#### [Material for this task]
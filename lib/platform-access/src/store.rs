//! Persistence contracts for users and sessions.

use async_trait::async_trait;

use crate::error::{SessionStoreError, UserStoreError};
use crate::session::{Session, SessionId};
use crate::user::User;

/// Storage for local user records.
#[async_trait]
pub trait UserStore: Send + Sync {
    /// Finds a user by the provider's subject identifier.
    ///
    /// `Ok(None)` means no such user; `Err` means the lookup itself failed.
    async fn find_by_subject(&self, subject: &str) -> Result<Option<User>, UserStoreError>;

    /// Inserts a new user.
    ///
    /// Returns [`UserStoreError::Conflict`] if the subject is already taken.
    async fn create(&self, user: &User) -> Result<(), UserStoreError>;
}

/// Server-side session storage.
#[async_trait]
pub trait SessionStore: Send + Sync {
    /// Loads a session. Expired sessions are reported as absent.
    async fn find(&self, id: &SessionId) -> Result<Option<Session>, SessionStoreError>;

    /// Inserts or replaces a session.
    async fn save(&self, session: &Session) -> Result<(), SessionStoreError>;

    /// Removes a session. Removing an unknown session is not an error.
    async fn destroy(&self, id: &SessionId) -> Result<(), SessionStoreError>;
}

#### [Work instruction]
Return exactly the lines that run from the top of the listing above to the line containing "lookup itself failed.", please, keeping both end lines and leaving out everything else.

#### [Solution to the exercise]
filename lib/platform-access/src/store.rs
//! Persistence contracts for users and sessions.

use async_trait::async_trait;

use crate::error::{SessionStoreError, UserStoreError};
use crate::session::{Session, SessionId};
use crate::user::User;

/// Storage for local user records.
#[async_trait]
pub trait UserStore: Send + Sync {
    /// Finds a user by the provider's subject identifier.
    ///
    /// `Ok(None)` means no such user; `Err` means the lookup itself failed.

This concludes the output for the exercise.